Man, it gets my goat when people start pontificating nonsense on Twitter.
Yeah, I know, I know, I shouldn’t get upset, because 99% of everything on social media is nonsense anyway, but it is when people roll out claims about database tech that I tend to get tetchy
Today it’s that familiar old chestnut: “Constraints in the database make it slow“. And…this one even came with some numbers add some apparent weight!
Now truth be told, I’m not sure what “QPS” is a reference to here, because if it is “queries per second”, then the number of foreign keys and check constraint is not going to impact the rate at which you can retrieve data from the database. If anything, it might make retrieval faster because you are giving the optimizer more information.
So lets assume we’re talking about transactions per second here. Let’s explore this claim with a real demo. I’ll create a table to hold some sales transactions, and each sale will have a number of attributes all relating back to parent tables.
--
-- Some parent tables
--
SQL> create table product as select rownum pid, 'product '||rownum descr
2 from dual connect by level <= 100000;
Table created.
SQL> alter table product add primary key ( pid) ;
Table altered.
SQL>
SQL> create table customer as select rownum cid, 'customer '||rownum descr
2 from dual connect by level <= 100000;
Table created.
SQL> alter table customer add primary key ( cid) ;
Table altered.
SQL>
SQL> create table store as select rownum sid, 'store '||rownum descr
2 from dual connect by level <= 100000;
Table created.
SQL> alter table store add primary key ( sid) ;
Table altered.
SQL>
SQL> create table taxcode as select rownum tid, 'taxcode '||rownum descr
2 from dual connect by level <= 100000;
Table created.
SQL> alter table taxcode add primary key ( tid) ;
Table altered.
--
-- And my sales table that refers back to them
--
SQL> create table sales
2 ( txn_id int default txnseq.nextval not null ,
3 pid int not null references product(pid),
4 cid int not null references customer(cid),
5 sid int not null references store(sid),
6 tid int not null references taxcode(tid),
7 discount varchar2(1) not null,
8 amount number(10,2) not null,
9 qty number(10) not null,
10 constraint chk1 check ( discount in ('Y','N')),
11 constraint chk2 check ( amount > 0),
12 constraint chk3 check ( qty > 0)
13 );
Table created.
SQL>
SQL> alter table sales add primary key ( txn_id )

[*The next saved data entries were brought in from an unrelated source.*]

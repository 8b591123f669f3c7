//! Constants for X25519 Elliptic Curve Diffie-Hellman (RFC 7748)

/// Size of an X25519 public point or shared secret in bytes
pub const X25519_BYTES: usize = 32;

/// Size of an X25519 secret scalar in bytes
pub const X25519_SCALARBYTES: usize = 32;

// Points and scalars share one buffer size throughout the library.
const _: () = assert!(X25519_BYTES == X25519_SCALARBYTES);

/// Curve coefficient A of `v^2 = u^3 + A*u^2 + u`
pub const CURVE25519_A: u32 = 486662;

/// Ladder constant (A - 2) / 4
pub const CURVE25519_A24: u32 = (CURVE25519_A - 2) / 4;

/// u-coordinate of the standard base point
pub const CURVE25519_BASE_U: u8 = 9;

/// Number of scalar bits processed by the Montgomery ladder
pub const X25519_LADDER_BITS: usize = 255;
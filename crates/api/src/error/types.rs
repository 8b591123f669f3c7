//! Error type definitions for key-exchange operations

#[cfg(feature = "std")]
use std::string::String;

/// Primary error type for curvelock operations
#[derive(Debug, Clone, PartialEq, Eq)]
pub enum Error {
    /// A scalar, point or key buffer did not have the required length
    InvalidKeyLength {
        context: &'static str,
        expected: usize,
        actual: usize,
    },

    /// The entropy source could not supply randomness
    RandomSourceUnavailable {
        context: &'static str,
        #[cfg(feature = "std")]
        message: String,
    },

    /// A guarded region could not be locked and the caller asked for strict locking
    MemoryLock {
        context: &'static str,
        #[cfg(feature = "std")]
        message: String,
    },

    /// Invalid parameter error (malformed encodings and the like)
    InvalidParameter {
        context: &'static str,
        #[cfg(feature = "std")]
        message: String,
    },
}

/// Result type for curvelock operations
pub type Result<T> = core::result::Result<T, Error>;

impl Error {
    /// Replace the context of an existing error
    pub fn with_context(self, context: &'static str) -> Self {
        match self {
            Self::InvalidKeyLength { expected, actual, .. } => Self::InvalidKeyLength {
                context,
                expected,
                actual,
            },
            #[cfg(feature = "std")]
            Self::RandomSourceUnavailable { message, .. } => {
                Self::RandomSourceUnavailable { context, message }
            }
            #[cfg(not(feature = "std"))]
            Self::RandomSourceUnavailable { .. } => Self::RandomSourceUnavailable { context },
            #[cfg(feature = "std")]
            Self::MemoryLock { message, .. } => Self::MemoryLock { context, message },
            #[cfg(not(feature = "std"))]
            Self::MemoryLock { .. } => Self::MemoryLock { context },
            #[cfg(feature = "std")]
            Self::InvalidParameter { message, .. } => Self::InvalidParameter { context, message },
            #[cfg(not(feature = "std"))]
            Self::InvalidParameter { .. } => Self::InvalidParameter { context },
        }
    }

    /// The static context string attached to this error
    pub fn context(&self) -> &'static str {
        match self {
            Self::InvalidKeyLength { context, .. }
            | Self::RandomSourceUnavailable { context, .. }
            | Self::MemoryLock { context, .. }
            | Self::InvalidParameter { context, .. } => context,
        }
    }

    /// True for wrong-length scalar or point input
    pub fn is_invalid_key_length(&self) -> bool {
        matches!(self, Self::InvalidKeyLength { .. })
    }

    /// True when the entropy source failed
    pub fn is_random_source_unavailable(&self) -> bool {
        matches!(self, Self::RandomSourceUnavailable { .. })
    }
}

impl core::fmt::Display for Error {
    fn fmt(&self, f: &mut core::fmt::Formatter<'_>) -> core::fmt::Result {
        match self {
            Self::InvalidKeyLength { context, expected, actual } => {
                write!(f, "{}: invalid key length (expected {}, got {})",
                    context, expected, actual)
            },
            #[cfg(feature = "std")]
            Self::RandomSourceUnavailable { context, message } => {
                write!(f, "Random source unavailable: {}: {}", context, message)
            },
            #[cfg(not(feature = "std"))]
            Self::RandomSourceUnavailable { context } => {
                write!(f, "Random source unavailable: {}", context)
            },
            #[cfg(feature = "std")]
            Self::MemoryLock { context, message } => {
                write!(f, "Memory lock failed: {}: {}", context, message)
            },
            #[cfg(not(feature = "std"))]
            Self::MemoryLock { context } => {
                write!(f, "Memory lock failed: {}", context)
            },
            #[cfg(feature = "std")]
            Self::InvalidParameter { context, message } => {
                write!(f, "{}: {}", context, message)
            },
            #[cfg(not(feature = "std"))]
            Self::InvalidParameter { context } => {
                write!(f, "Invalid parameter: {}", context)
            },
        }
    }
}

2 using index global partition by hash ( txn_id ) partitions 8;
Table altered.
By my count, I’ve got
- 8 constraints to check for null-ness
- 3 check value constraints
- 1 primary key constraint
- 4 foreign key constraints
Wow! This thing is constrained to kingdom come! I really should not have bothered proceeding any further because surely that many constraints makes this database just totally unusable for anything. (Yes, I know sarcasm is a sign of poor character…but well, I never claimed to have good character )
Anyway, I’ll persist on what must surely be a hopeless cause. I’ll create a little routine that picks products, stores, customers and tax codes at random, and uses that values to hammer away transactions at my SALES table.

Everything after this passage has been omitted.